(Records from a collection)
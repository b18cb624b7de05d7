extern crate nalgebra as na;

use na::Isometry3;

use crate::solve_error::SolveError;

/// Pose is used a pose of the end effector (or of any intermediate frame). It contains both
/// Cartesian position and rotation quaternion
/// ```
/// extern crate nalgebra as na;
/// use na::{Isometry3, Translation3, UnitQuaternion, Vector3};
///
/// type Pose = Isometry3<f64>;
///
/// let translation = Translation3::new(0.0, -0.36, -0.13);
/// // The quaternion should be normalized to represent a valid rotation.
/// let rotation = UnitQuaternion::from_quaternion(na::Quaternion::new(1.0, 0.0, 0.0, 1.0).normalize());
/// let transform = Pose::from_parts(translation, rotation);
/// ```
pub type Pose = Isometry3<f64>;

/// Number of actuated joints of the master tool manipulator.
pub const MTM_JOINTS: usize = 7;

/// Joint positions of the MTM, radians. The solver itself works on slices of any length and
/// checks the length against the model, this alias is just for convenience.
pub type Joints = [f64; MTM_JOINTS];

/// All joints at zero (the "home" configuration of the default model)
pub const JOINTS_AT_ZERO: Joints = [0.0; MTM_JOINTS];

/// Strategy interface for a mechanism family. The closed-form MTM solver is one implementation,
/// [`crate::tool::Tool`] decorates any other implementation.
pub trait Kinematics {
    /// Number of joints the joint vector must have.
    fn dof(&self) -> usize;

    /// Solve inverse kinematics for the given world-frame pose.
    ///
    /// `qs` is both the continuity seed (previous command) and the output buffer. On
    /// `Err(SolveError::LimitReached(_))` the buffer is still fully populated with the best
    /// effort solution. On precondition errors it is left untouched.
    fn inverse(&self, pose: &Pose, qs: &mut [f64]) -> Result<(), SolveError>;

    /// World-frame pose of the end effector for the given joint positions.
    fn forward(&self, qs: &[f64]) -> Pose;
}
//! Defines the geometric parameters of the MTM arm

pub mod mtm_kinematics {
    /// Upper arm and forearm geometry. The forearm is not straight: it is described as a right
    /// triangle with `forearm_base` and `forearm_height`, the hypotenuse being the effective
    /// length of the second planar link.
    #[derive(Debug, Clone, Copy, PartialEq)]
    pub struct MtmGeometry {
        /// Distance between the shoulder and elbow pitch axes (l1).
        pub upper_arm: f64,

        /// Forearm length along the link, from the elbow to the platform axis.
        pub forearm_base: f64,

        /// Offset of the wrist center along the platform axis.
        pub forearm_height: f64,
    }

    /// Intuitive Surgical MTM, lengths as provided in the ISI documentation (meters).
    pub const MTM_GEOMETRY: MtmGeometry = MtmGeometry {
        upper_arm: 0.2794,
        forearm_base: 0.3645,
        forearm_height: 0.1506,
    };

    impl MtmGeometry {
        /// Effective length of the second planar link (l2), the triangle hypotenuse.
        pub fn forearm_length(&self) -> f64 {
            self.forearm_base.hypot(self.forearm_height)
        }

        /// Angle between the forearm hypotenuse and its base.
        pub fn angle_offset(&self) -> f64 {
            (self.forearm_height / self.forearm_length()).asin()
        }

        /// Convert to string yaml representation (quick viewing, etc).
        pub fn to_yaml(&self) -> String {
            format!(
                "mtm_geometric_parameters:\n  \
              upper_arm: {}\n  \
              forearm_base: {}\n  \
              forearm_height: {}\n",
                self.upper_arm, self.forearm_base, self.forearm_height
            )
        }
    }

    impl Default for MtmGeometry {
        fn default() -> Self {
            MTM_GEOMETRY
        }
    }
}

> _Exercise description_: Reproduce each of the entries exactly, omitting none.

> _Problem solution_:
repository b18cb624b7de05d7
extern crate nalgebra as na;

use na::Isometry3;

use crate::solve_error::SolveError;

/// Pose is used a pose of the end effector (or of any intermediate frame). It contains both
/// Cartesian position and rotation quaternion
/// ```
/// extern crate nalgebra as na;
/// use na::{Isometry3, Translation3, UnitQuaternion, Vector3};
///
/// type Pose = Isometry3<f64>;
///
/// let translation = Translation3::new(0.0, -0.36, -0.13);
/// // The quaternion should be normalized to represent a valid rotation.
/// let rotation = UnitQuaternion::from_quaternion(na::Quaternion::new(1.0, 0.0, 0.0, 1.0).normalize());
/// let transform = Pose::from_parts(translation, rotation);
/// ```
pub type Pose = Isometry3<f64>;

/// Number of actuated joints of the master tool manipulator.
pub const MTM_JOINTS: usize = 7;

/// Joint positions of the MTM, radians. The solver itself works on slices of any length and
/// checks the length against the model, this alias is just for convenience.
pub type Joints = [f64; MTM_JOINTS];

/// All joints at zero (the "home" configuration of the default model)
pub const JOINTS_AT_ZERO: Joints = [0.0; MTM_JOINTS];

/// Strategy interface for a mechanism family. The closed-form MTM solver is one implementation,
/// [`crate::tool::Tool`] decorates any other implementation.
pub trait Kinematics {
    /// Number of joints the joint vector must have.
    fn dof(&self) -> usize;

    /// Solve inverse kinematics for the given world-frame pose.
    ///
    /// `qs` is both the continuity seed (previous command) and the output buffer. On
    /// `Err(SolveError::LimitReached(_))` the buffer is still fully populated with the best
    /// effort solution. On precondition errors it is left untouched.
    fn inverse(&self, pose: &Pose, qs: &mut [f64]) -> Result<(), SolveError>;

    /// World-frame pose of the end effector for the given joint positions.
    fn forward(&self, qs: &[f64]) -> Pose;
}
//! Defines the geometric parameters of the MTM arm

pub mod mtm_kinematics {
    /// Upper arm and forearm geometry. The forearm is not straight: it is described as a right
    /// triangle with `forearm_base` and `forearm_height`, the hypotenuse being the effective
    /// length of the second planar link.
    #[derive(Debug, Clone, Copy, PartialEq)]
    pub struct MtmGeometry {
        /// Distance between the shoulder and elbow pitch axes (l1).
        pub upper_arm: f64,

        /// Forearm length along the link, from the elbow to the platform axis.
        pub forearm_base: f64,

        /// Offset of the wrist center along the platform axis.
        pub forearm_height: f64,
    }

    /// Intuitive Surgical MTM, lengths as provided in the ISI documentation (meters).
    pub const MTM_GEOMETRY: MtmGeometry = MtmGeometry {
        upper_arm: 0.2794,
        forearm_base: 0.3645,
        forearm_height: 0.1506,
    };

    impl MtmGeometry {
        /// Effective length of the second planar link (l2), the triangle hypotenuse.
        pub fn forearm_length(&self) -> f64 {
            self.forearm_base.hypot(self.forearm_height)
        }

        /// Angle between the forearm hypotenuse and its base.
        pub fn angle_offset(&self) -> f64 {
            (self.forearm_height / self.forearm_length()).asin()
        }

        /// Convert to string yaml representation (quick viewing, etc).
        pub fn to_yaml(&self) -> String {
            format!(
                "mtm_geometric_parameters:\n  \
              upper_arm: {}\n  \
              forearm_base: {}\n  \
              forearm_height: {}\n",
                self.upper_arm, self.forearm_base, self.forearm_height
            )
        }
    }

    impl Default for MtmGeometry {
        fn default() -> Self {
            MTM_GEOMETRY
        }
    }
}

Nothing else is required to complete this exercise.